栈的实例分析—进制转换

 

 

 

/*
1.会对它进行修改的就以指针的形式传进来，eg：void Push(sqStack *s,ElemType *e)   、void Pop(sqStack *s,ElemType *e)
2.不会修改的只需要传数据就可以了,   eg:int StackLen(sqStack s)
3.指针用箭头:s->base
4.不是指针用.       ：s.top
*/

#include <stdio.h>
#include <stdlib.h>
#include <math.h>

#define STACK_INIT_SIZE  20    //存储栈的长度，栈大小
#define STACKINCREMENT   10    //当栈空间不够时，每次增加的幅度

typedef char ElemType;
typedef struct
{
    ElemType *base;
    ElemType *top;
    int stackSize;
} sqStack;

void InitStack(sqStack *s)
{
    s->base = (ElemType *)malloc(STACK_INIT_SIZE * sizeof(ElemType));
    if(!s->base)
    {
        exit(0);
    }

    s->top = s->base;
    s->stackSize = STACK_INIT_SIZE;
}

//压栈操作
void Push(sqStack *s,ElemType e)
{
    if(s->top-s->base>=s->stackSize)
    {
        s->base=(ElemType *)realloc(s->base,(s->stackSize+STACKINCREMENT) * sizeof(ElemType));
        if(!s->base)
        {
            exit(0);
        }
    }
    *(s->top) = e;      //把数据e压入栈顶指针指向的地址
    s->top++;
}

//出栈操作
void Pop(sqStack *s,ElemType *e)
{
    if(s->top==s->base)
    {
        return;
    }
    *e = *--(s->top);   //先减再把值赋给e
}

int StackLen(sqStack s)
{
    return (s.top - s.base);
}

int main()
{
    ElemType c;
    sqStack s;
    int sum = 0;
    int len;

    InitStack(&s);
    printf("请输入二进制数，输入#符号表示结束！
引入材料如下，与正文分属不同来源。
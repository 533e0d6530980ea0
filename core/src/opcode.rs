use std::fmt;

/// # Opcodes
///
/// Chip-8 opcodes are 16 bits each, stored big-endian. Their behavior is cased on some combination of:
/// - `(n, _, _, _)` broad categorization; applies to all opcodes
/// - `(_, _, _, n)` specific behavior within a category
/// - `(_, _, n, n)` more specific behavior within a category
/// - `(_, n, n, n)` some fixed function that doesn't require variables (e.g. CLS; clear screen)
///
/// Nibbles not used to determine the operation often (but not always) carry important data.
/// - `(_, n, n, n)` represent a 12-bit address
/// - `(_, _, n, n)` encodes some data that is assigned to and/or compared with Vx
/// - `(_, n, _, _)` refers either to the register Vx or a range of registers V0..Vx
/// - `(_, _, n, _)` refers to the the register Vy
#[derive(Debug, Clone, Copy, PartialEq, Eq)]
pub struct Opcode(pub u16);

impl Opcode {
    /// Returns the Opcode's component nibbles.
    pub fn nibbles(self) -> (u8, u8, u8, u8) {
        (
            ((self.0 & 0xF000) >> 12) as u8,
            ((self.0 & 0x0F00) >> 8) as u8,
            ((self.0 & 0x00F0) >> 4) as u8,
            (self.0 & 0x000F) as u8,
        )
    }

    /// The Opcode's second nibble as a register index.
    /// `[_x__]`
    pub fn x(self) -> usize {
        ((self.0 & 0x0F00) >> 8) as usize
    }

    /// The Opcode's third nibble as a register index.
    /// `[__y_]`
    pub fn y(self) -> usize {
        ((self.0 & 0x00F0) >> 4) as usize
    }

    /// The Opcode's fourth nibble.
    /// `[___n]`
    pub fn n(self) -> u8 {
        (self.0 & 0x000F) as u8
    }

    /// The Opcode's least significant byte.
    /// `[__kk]`
    pub fn kk(self) -> u8 {
        (self.0 & 0x00FF) as u8
    }

    /// The Opcode without its most significant nibble.
    /// `[_nnn]`
    pub fn nnn(self) -> u16 {
        self.0 & 0x0FFF
    }
}

impl fmt::Display for Opcode {
    fn fmt(&self, f: &mut fmt::Formatter) -> fmt::Result {
        write!(f, "{:04X}", self.0)
    }
}

#[cfg(test)]
mod test_opcode {
    use super::*;

    const OP: Opcode = Opcode(0xABCD);

    #[test]
    fn test_nibbles() {
        assert_eq!(OP.nibbles(), (0xA, 0xB, 0xC, 0xD));
    }

    #[test]
    fn test_x() {
        assert_eq!(OP.x(), 0xB);
    }

    #[test]
    fn test_y() {
        assert_eq!(OP.y(), 0xC);
    }

    #[test]
    fn test_n() {
        assert_eq!(OP.n(), 0xD);
    }

    #[test]
    fn test_kk() {
        assert_eq!(OP.kk(), 0xCD);
    }

    #[test]
    fn test_nnn_keeps_high_nibble_of_address() {
        assert_eq!(OP.nnn(), 0x0BCD);
    }

    #[test]
    fn test_display() {
        assert_eq!(Opcode(0x00E0).to_string(), "00E0");
    }
}
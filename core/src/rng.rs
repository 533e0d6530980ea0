use rand::{Error, RngCore, SeedableRng};

use crate::constants::DEFAULT_SEED;

const MULTIPLIER: u64 = 0x5851_F42D_4C95_7F2D;

/// # Random Source
/// A permuted congruential generator whose whole state is two 64-bit words:
/// the LCG `state` and its odd `increment`.
///
/// Seeding is deterministic so that two sessions seeded alike draw identical sequences,
/// which is what makes `Cxkk` testable.
#[derive(Debug, Clone, Copy, PartialEq, Eq)]
pub struct Pcg {
    state: u64,
    increment: u64,
}

impl Pcg {
    pub fn new(seed: u32) -> Self {
        let value = avalanche((u64::from(seed) << 1) | 1);
        let mut pcg = Pcg {
            state: 0,
            increment: (value << 1) | 1,
        };
        pcg.next();
        pcg.state = pcg.state.wrapping_add(avalanche(value));
        pcg.next();
        pcg
    }

    /// Advances the generator and returns 32 bits of output
    fn next(&mut self) -> u32 {
        let old = self.state;
        self.state = old.wrapping_mul(MULTIPLIER).wrapping_add(self.increment);
        let xorshifted = (((old >> 18) ^ old) >> 27) as u32;
        let rot = (old >> 59) as u32;
        xorshifted.rotate_right(rot)
    }

    /// A uniformly distributed byte taken from the high bits of the next output
    pub fn random_byte(&mut self) -> u8 {
        (self.next() >> 24) as u8
    }
}

impl Default for Pcg {
    fn default() -> Self {
        Pcg::new(DEFAULT_SEED)
    }
}

/// murmur3's 64-bit finaliser, spreads a small seed across the whole word
fn avalanche(mut h: u64) -> u64 {
    h ^= h >> 33;
    h = h.wrapping_mul(0xFF51_AFD7_ED55_8CCD);
    h ^= h >> 33;
    h = h.wrapping_mul(0xC4CE_B9FE_1A85_EC53);
    h ^= h >> 33;
    h
}

impl RngCore for Pcg {
    fn next_u32(&mut self) -> u32 {
        self.next()
    }

    fn next_u64(&mut self) -> u64 {
        let low = u64::from(self.next());
        let high = u64::from(self.next());
        high << 32 | low
    }

    fn fill_bytes(&mut self, dest: &mut [u8]) {
        for chunk in dest.chunks_mut(4) {
            let bytes = self.next().to_le_bytes();
            chunk.copy_from_slice(&bytes[..chunk.len()]);
        }
    }

    fn try_fill_bytes(&mut self, dest: &mut [u8]) -> Result<(), Error> {
        self.fill_bytes(dest);
        Ok(())
    }
}

impl SeedableRng for Pcg {
    type Seed = [u8; 4];

    fn from_seed(seed: Self::Seed) -> Self {
        Pcg::new(u32::from_le_bytes(seed))
    }
}
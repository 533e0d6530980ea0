use std::fs;
use std::thread;
use std::time::{Duration, Instant};

use anyhow::{ensure, Context};
use log::info;
use rand::SeedableRng;

use chip8_core::{Chip8, Keypad, Pcg};

use crate::Args;

pub fn run(args: &Args) -> anyhow::Result<()> {
    ensure!(args.frame_rate > 0, "frame rate must be at least 1");

    let mut chip8 = if args.random_seed {
        Chip8::from_rng(Pcg::from_entropy())
    } else {
        Chip8::with_seed(args.seed)
    };

    // Load ROM
    let rom = fs::read(&args.rom).with_context(|| format!("unable to read {}", args.rom.display()))?;
    chip8
        .load_rom(&rom)
        .with_context(|| format!("unable to load {}", args.rom.display()))?;

    let mut keypad = Keypad::new();
    for &key in &args.hold {
        keypad.press(key)?;
    }

    // Set initial timing
    let frame_time = Duration::from_secs(1) / args.frame_rate;
    let started = Instant::now();
    let mut last_frame = started;
    let mut frames = 0;

    while frames < args.frames {
        let now = Instant::now();
        let delta = now - last_frame;
        last_frame = now;

        let tick = chip8
            .run_cycle_batch(args.cycles, &keypad, delta.as_secs_f64())
            .with_context(|| format!("halted after {} frames", frames))?;
        frames += 1;
        if tick.sound_stopped {
            info!("sound stopped on frame {}", frames);
        }

        // Handle timing
        let elapsed = last_frame.elapsed();
        if !args.unthrottled && frame_time > elapsed {
            thread::sleep(frame_time - elapsed);
        }
    }

    if frames > 0 {
        info!(
            "ran {} frames, {:.3}ms per frame",
            frames,
            started.elapsed().as_secs_f64() * 1000.0 / frames as f64
        );
    }

    if args.dump {
        print!("{}", chip8.frame_buffer());
    }
    Ok(())
}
\n");
    scanf("%c",&c);
    while(c!='#')
    {
        Push(&s,c);
        scanf("%c", &c);
    }
    getchar();      //输入完成后会有回车\n，getchar把\n拿出来，键盘缓冲区就空了

    len = StackLen(s);
    printf("栈的当前容量：%d\n", len);

    for (int i = 0; i < len;i++)
    {
        Pop(&s, &c);
        //0的ASCII码是48,1的ASCII码是49
        sum = sum + (c - 48) * pow(2, i);
    }
    printf("二进制转化为十进制是：%d", sum);
    
    return 0;
}

#include <stdio.h>
#include <stdlib.h>
#include <math.h>

#define STACK_INIT_SIZE  20    //存储栈的长度，栈大小
#define STACKINCREMENT   10    //当栈空间不够时，每次增加的幅度

typedef char ElemType;
typedef struct
{
    ElemType *base;
    ElemType *top;
    int stackSize;
} sqStack;

void InitStack(sqStack *s)
{
    s->base = (ElemType *)malloc(STACK_INIT_SIZE * sizeof(ElemType));
    if(!s->base)
    {
        exit(0);
    }

    s->top = s->base;
    s->stackSize = STACK_INIT_SIZE;
}

//压栈操作
void Push(sqStack *s,ElemType e)
{
    if(s->top-s->base>=s->stackSize)
    {
        s->base=(ElemType *)realloc(s->base,(s->stackSize+STACKINCREMENT) * sizeof(ElemType));
        if(!s->base)
        {
            exit(0);
        }
    }
    *(s->top) = e;      //把数据e压入栈顶指针指向的地址
    s->top++;
}

//出栈操作
void Pop(sqStack *s,ElemType *e)
{
    if(s->top==s->base)
    {
        return;
    }
    *e = *--(s->top);   //先减再把值赋给e
}

int StackLen(sqStack s)
{
    return (s.top - s.base);
}

int main()
{
    ElemType c;
    sqStack s;
    int sum = 0;
    int oct=0;
    int len;
    int j = 0;
    int k = 0;

    InitStack(&s);
    printf("请输入二进制数，输入#符号表示结束！\n");
    scanf("%c",&c);
    while(c!='#')
    {
        Push(&s,c);
        scanf("%c", &c);
    }
    getchar();      //输入完成后会有回车\n，getchar把\n拿出来，键盘缓冲区就空了

    len = StackLen(s);
    printf("栈的当前容量：%d\n", len);
//方法一：
    // for (int i = 1; i < len+1;i++)
    // {
    //     Pop(&s, &c);
    //     //0的ASCII码是48,1的ASCII码是49
    //     sum = sum + (c - 48) * pow(2, (i-1)%3);
    //     if(i%3==0 || i == len)
    //     {
    //         oct = oct+ sum * pow(10, j);
    //         j++;
    //         sum = 0;
    //     }

    // }

//方法二：
    for (int i = 0; i < len;)
    {
        for (int j = 0; j < 3 && i<len;j++,i++)
        {
             Pop(&s, &c);
            //0的ASCII码是48,1的ASCII码是49
            sum = sum + (c - 48) * pow(2, j);
        }
        oct = oct+ sum * pow(10, k++);
        sum = 0;
    }
    printf("二进制转化为八进制是：%d", oct);
    
    return 0;
}